*THE PROBLEM:*
The answer should be each line of the records that contains the word "valueHex"; please copy them all.

*THE DATA:*
:::

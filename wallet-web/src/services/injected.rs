//! MetaMask Integration via wasm-bindgen
//!
//! JavaScript interop for the injected EIP-1193 provider
//! (`window.ethereum`). All wallet RPC goes through
//! `ethereum.request({ method, params })`; account-change notifications
//! arrive through `ethereum.on('accountsChanged', ...)`.

use async_trait::async_trait;
use wasm_bindgen::prelude::*;
use wasm_bindgen::JsCast;

use shared::units;

use super::provider::{AccountsChangedCallback, ProviderError, Result, WalletGateway};

// ============================================================================
// INJECTED PROVIDER BINDINGS (JavaScript Interop)
// ============================================================================

#[wasm_bindgen(inline_js = "
export function ethereumAvailable() {
    return typeof window.ethereum !== 'undefined';
}

export async function requestAccounts() {
    return await window.ethereum.request({ method: 'eth_requestAccounts' });
}

export async function listAccounts() {
    return await window.ethereum.request({ method: 'eth_accounts' });
}

export async function getBalance(address) {
    return await window.ethereum.request({
        method: 'eth_getBalance',
        params: [address, 'latest']
    });
}

export async function sendTransaction(from, to, valueHex) {
    return await window.ethereum.request({
        method: 'eth_sendTransaction',
        params: [{ from: from, to: to, value: valueHex }]
    });
}

export function onAccountsChanged(callback) {
    window.ethereum.on('accountsChanged', function (accounts) {
        callback(accounts);
    });
}
")]
extern "C" {
    /// Check if an injected provider is present
    pub fn ethereumAvailable() -> bool;

    /// Request account access (prompts the user on first call)
    #[wasm_bindgen(catch)]
    pub async fn requestAccounts() -> std::result::Result<JsValue, JsValue>;

    /// Query already-authorized accounts without prompting
    #[wasm_bindgen(catch)]
    pub async fn listAccounts() -> std::result::Result<JsValue, JsValue>;

    /// Query the wei balance of an address as a hex quantity
    #[wasm_bindgen(catch)]
    pub async fn getBalance(address: &str) -> std::result::Result<JsValue, JsValue>;

    /// Submit a value transfer; resolves to the transaction hash
    #[wasm_bindgen(catch)]
    pub async fn sendTransaction(
        from: &str,
        to: &str,
        value_hex: &str,
    ) -> std::result::Result<JsValue, JsValue>;

    /// Register a listener for external account changes
    pub fn onAccountsChanged(callback: &js_sys::Function);
}

/// Map a provider rejection (`{ code, message }` per EIP-1193) to
/// [`ProviderError`]. Code 4001 is the user pressing "Reject".
fn decode_provider_error(value: JsValue) -> ProviderError {
    let code = js_sys::Reflect::get(&value, &JsValue::from_str("code"))
        .ok()
        .and_then(|v| v.as_f64());
    if code == Some(4001.0) {
        return ProviderError::Rejected;
    }

    let message = js_sys::Reflect::get(&value, &JsValue::from_str("message"))
        .ok()
        .and_then(|v| v.as_string());
    match message.or_else(|| value.as_string()) {
        Some(message) => ProviderError::Rpc(message),
        None => ProviderError::Interop(format!("{value:?}")),
    }
}

fn decode_accounts(value: JsValue) -> Result<Vec<String>> {
    serde_wasm_bindgen::from_value(value)
        .map_err(|e| ProviderError::Interop(format!("account list: {e}")))
}

// ============================================================================
// GATEWAY IMPLEMENTATION
// ============================================================================

/// The production [`WalletGateway`]: `window.ethereum` behind the trait.
pub struct InjectedEthereum;

impl InjectedEthereum {
    pub fn new() -> Self {
        Self
    }
}

impl Default for InjectedEthereum {
    fn default() -> Self {
        Self::new()
    }
}

#[async_trait(?Send)]
impl WalletGateway for InjectedEthereum {
    fn available(&self) -> bool {
        ethereumAvailable()
    }

    async fn request_accounts(&self) -> Result<Vec<String>> {
        if !ethereumAvailable() {
            return Err(ProviderError::Unavailable);
        }
        let accounts = requestAccounts().await.map_err(decode_provider_error)?;
        decode_accounts(accounts)
    }

    async fn accounts(&self) -> Result<Vec<String>> {
        if !ethereumAvailable() {
            return Err(ProviderError::Unavailable);
        }
        let accounts = listAccounts().await.map_err(decode_provider_error)?;
        decode_accounts(accounts)
    }

    async fn balance_of(&self, address: &str) -> Result<u128> {
        if !ethereumAvailable() {
            return Err(ProviderError::Unavailable);
        }
        let quantity = getBalance(address).await.map_err(decode_provider_error)?;
        let quantity = quantity
            .as_string()
            .ok_or_else(|| ProviderError::Interop("balance is not a string".to_string()))?;
        units::parse_quantity(&quantity)
            .map_err(|e| ProviderError::Interop(format!("balance {quantity:?}: {e}")))
    }

    async fn send_value(&self, from: &str, to: &str, wei: u128) -> Result<String> {
        if !ethereumAvailable() {
            return Err(ProviderError::Unavailable);
        }
        let value_hex = units::to_quantity(wei);
        let hash = sendTransaction(from, to, &value_hex)
            .await
            .map_err(decode_provider_error)?;
        hash.as_string()
            .ok_or_else(|| ProviderError::Interop("transaction hash is not a string".to_string()))
    }

    fn subscribe_accounts_changed(&self, callback: AccountsChangedCallback) {
        if !ethereumAvailable() {
            return;
        }
        let closure = Closure::<dyn Fn(JsValue)>::new(move |accounts: JsValue| {
            let accounts: Vec<String> = serde_wasm_bindgen::from_value(accounts).unwrap_or_default();
            callback(accounts);
        });
        onAccountsChanged(closure.as_ref().unchecked_ref());
        // The listener lives for the lifetime of the page
        closure.forget();
    }
}
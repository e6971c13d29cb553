//! Send ETH Form Component
//!
//! Recipient + amount form. The submit control is disabled while a
//! transfer is pending or a field is blank; validation proper happens
//! in the session flow before anything reaches the provider. On
//! success the fields are cleared, the refreshed balance is published,
//! and the transaction is opened on the explorer.

use leptos::prelude::*;

use shared::utils::short_hash;

use crate::services::{session, use_gateway};
use crate::state::notice::use_notice_context;
use crate::state::wallet::use_wallet_context;
use crate::utils::explorer;

#[component]
pub fn SendForm() -> impl IntoView {
    let wallet_ctx = use_wallet_context();
    let notices = use_notice_context();
    let gateway = use_gateway();

    let (to_address, set_to_address) = signal(String::new());
    let (amount, set_amount) = signal(String::new());
    let (sending, set_sending) = signal(false);

    let send_transaction = move |_| {
        // One submission in flight at a time
        if sending.get_untracked() {
            return;
        }
        let Some(from) = wallet_ctx.address() else {
            notices.error("Error", "Please fill all fields and connect your wallet");
            return;
        };
        set_sending.set(true);

        let gateway = gateway.clone();
        leptos::task::spawn_local(async move {
            let to = to_address.get_untracked();
            let value = amount.get_untracked();

            match session::send_and_refresh(gateway.0.as_ref(), &from, &to, &value).await {
                Ok((hash, balance)) => {
                    if let Some(balance) = balance {
                        wallet_ctx.set_balance(balance);
                    }
                    notices.success(
                        "Transaction sent!",
                        format!("Transaction hash: {}", short_hash(&hash)),
                    );
                    explorer::open_in_new_tab(&explorer::tx_url(&hash));
                    set_to_address.set(String::new());
                    set_amount.set(String::new());
                }
                Err(e) => {
                    log::error!("transfer failed: {e}");
                    notices.error("Transaction failed", e.user_message());
                }
            }
            set_sending.set(false);
        });
    };

    view! {
        <div class="card" class:dimmed=move || !wallet_ctx.is_connected()>
            <div class="card-header">
                <h2 class="card-title">"Send ETH"</h2>
            </div>

            {move || if wallet_ctx.is_connected() {
                let send_transaction = send_transaction.clone();
                view! {
                    <div class="stack">
                        <div class="field">
                            <label for="recipient" class="label">"Recipient Address"</label>
                            <input
                                id="recipient"
                                class="input mono"
                                placeholder="0x..."
                                prop:value=move || to_address.get()
                                on:input=move |ev| set_to_address.set(event_target_value(&ev))
                            />
                        </div>

                        <div class="field">
                            <label for="amount" class="label">"Amount (ETH)"</label>
                            <input
                                id="amount"
                                class="input"
                                placeholder="0.01"
                                prop:value=move || amount.get()
                                on:input=move |ev| set_amount.set(event_target_value(&ev))
                            />
                        </div>

                        <button
                            class="btn btn-wide"
                            on:click=send_transaction
                            disabled=move || {
                                sending.get()
                                    || to_address.with(|v| v.trim().is_empty())
                                    || amount.with(|v| v.trim().is_empty())
                            }
                        >
                            {move || if sending.get() {
                                "Sending..."
                            } else {
                                "Send Transaction"
                            }}
                        </button>

                        {move || sending.get().then(|| view! {
                            <p class="muted hint">
                                "Please approve the transaction in your wallet..."
                            </p>
                        })}
                    </div>
                }.into_any()
            } else {
                view! {
                    <p class="muted hint">"Connect your wallet to send ETH"</p>
                }.into_any()
            }}
        </div>
    }
}
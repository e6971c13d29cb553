//! Notice Stack Component
//!
//! Renders the transient notices from [`crate::state::notice`] in a
//! fixed corner stack. Clicking a notice dismisses it early.

use leptos::prelude::*;

use crate::state::notice::{use_notice_context, NoticeKind};

#[component]
pub fn NoticeStack() -> impl IntoView {
    let notices = use_notice_context();

    view! {
        <div class="notice-stack">
            <For
                each=move || notices.notices.get()
                key=|notice| notice.id
                children=move |notice| {
                    let class = match notice.kind {
                        NoticeKind::Success => "notice notice-success",
                        NoticeKind::Error => "notice notice-error",
                    };
                    let id = notice.id;
                    view! {
                        <div class=class on:click=move |_| notices.dismiss(id)>
                            <p class="notice-title">{notice.title}</p>
                            <p class="notice-message">{notice.message}</p>
                        </div>
                    }
                }
            />
        </div>
    }
}
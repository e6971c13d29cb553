//! Clipboard helper
//!
//! Thin wrapper over `navigator.clipboard.writeText`. The write is
//! async; the caller shows its confirmation notice optimistically and a
//! failure is only logged.

use wasm_bindgen_futures::JsFuture;

/// Copy `text` to the system clipboard.
pub fn copy_text(text: &str) {
    let Some(window) = web_sys::window() else {
        return;
    };
    let promise = window.navigator().clipboard().write_text(text);
    leptos::task::spawn_local(async move {
        if let Err(e) = JsFuture::from(promise).await {
            log::warn!("clipboard write failed: {e:?}");
        }
    });
}
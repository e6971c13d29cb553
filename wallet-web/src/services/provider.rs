//! Wallet provider gateway.
//!
//! The injected browser extension is the only external collaborator of
//! this app. `WalletGateway` is the seam between the UI and that
//! extension: the production implementation wraps `window.ethereum`
//! ([`crate::services::injected`]), and tests substitute a mock.

use async_trait::async_trait;
use thiserror::Error;

/// Errors from provider gateway operations.
#[derive(Debug, Clone, Error)]
pub enum ProviderError {
    #[error("no injected wallet provider found")]
    Unavailable,
    #[error("the user rejected the request")]
    Rejected,
    #[error("provider error: {0}")]
    Rpc(String),
    #[error("interop error: {0}")]
    Interop(String),
}

/// Result alias for gateway operations.
pub type Result<T> = std::result::Result<T, ProviderError>;

/// Callback invoked when the set of authorized accounts changes externally.
pub type AccountsChangedCallback = Box<dyn Fn(Vec<String>)>;

/// Capabilities this app needs from a wallet provider.
///
/// Futures run on the browser event loop and are not `Send`.
#[async_trait(?Send)]
pub trait WalletGateway {
    /// Whether an injected provider is present at all.
    fn available(&self) -> bool;

    /// Ask the user for account access (`eth_requestAccounts`). Resolves
    /// to the authorized accounts, active account first.
    async fn request_accounts(&self) -> Result<Vec<String>>;

    /// Silently query already-authorized accounts (`eth_accounts`).
    /// Never prompts; resolves to an empty list when nothing is
    /// authorized.
    async fn accounts(&self) -> Result<Vec<String>>;

    /// Current balance of `address` in wei (`eth_getBalance`, latest
    /// block).
    async fn balance_of(&self, address: &str) -> Result<u128>;

    /// Submit a native-currency transfer (`eth_sendTransaction`).
    /// Resolves to the transaction hash once the wallet has signed and
    /// broadcast it.
    async fn send_value(&self, from: &str, to: &str, wei: u128) -> Result<String>;

    /// Register `callback` for external account changes. An empty
    /// account list means the user disconnected the site.
    fn subscribe_accounts_changed(&self, callback: AccountsChangedCallback);
}
//! Application constants

/// Test network the demo runs against
pub const NETWORK_NAME: &str = "Holesky";

/// Block explorer for the configured network
pub const EXPLORER_BASE: &str = "https://holesky.etherscan.io";

// UI constants
pub const NOTICE_TIMEOUT_MS: u32 = 5_000;
//! MetaMask Demo App - Leptos Frontend
//!
//! Shell: router, navbar, notice stack, and the composition root where
//! the injected provider gateway is handed to the view layer.

use std::rc::Rc;

use leptos::prelude::*;
use leptos_router::{
    components::{A, Route, Router, Routes},
    path,
};

use crate::components::{Navbar, NoticeStack};
use crate::pages::WalletPage;
use crate::services::injected::InjectedEthereum;
use crate::services::provide_gateway;
use crate::state::notice::provide_notice_context;
use crate::state::wallet::provide_wallet_context;

#[component]
pub fn App() -> impl IntoView {
    provide_wallet_context();
    provide_notice_context();
    // The one place the real provider is chosen; everything below the
    // context boundary works against the WalletGateway trait.
    provide_gateway(Rc::new(InjectedEthereum::new()));

    view! {
        <Router>
            <div class="app-container">
                <Navbar/>
                <NoticeStack/>
                <Routes fallback=|| view! { <NotFound/> }>
                    <Route path=path!("/") view=WalletPage/>
                </Routes>
            </div>
        </Router>
    }
}

#[component]
fn NotFound() -> impl IntoView {
    view! {
        <div class="page page-center">
            <div class="card card-narrow">
                <h1 class="page-title">"404 - Page Not Found"</h1>
                <p class="muted">"The page you're looking for doesn't exist."</p>
                <A href="/">
                    <span class="btn">"Go to Home"</span>
                </A>
            </div>
        </div>
    }
}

:::

*RESPONSE BOX:*
export async function sendTransaction(from, to, valueHex) {
        params: [{ from: from, to: to, value: valueHex }]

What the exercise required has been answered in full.